• [Problem requirements] Determine how many lines below contain the word "remaining", then state only that figure.

Saved data entries:
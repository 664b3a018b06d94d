use thiserror::Error;

/// Bounds errors raised while reading or writing wire data
#[derive(Error, Debug, Clone, PartialEq, Eq)]
pub enum Error {
    /// A fixed-width read needed more bytes than were left
    #[error("Truncated input: needed {needed} bytes, {remaining} remaining")]
    Truncated { needed: usize, remaining: usize },

    /// A length prefix declared more bytes than were left
    #[error("Declared length {declared} exceeds the {remaining} remaining bytes")]
    LengthOverflow { declared: usize, remaining: usize },

    /// A bounded structure was not consumed completely
    #[error("{remaining} unexpected trailing bytes")]
    TrailingBytes { remaining: usize },

    /// A string does not fit behind a u32 length prefix
    #[error("String of {len} bytes exceeds the u32 length prefix")]
    StringTooLong { len: usize },
}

• [Expected answer] 6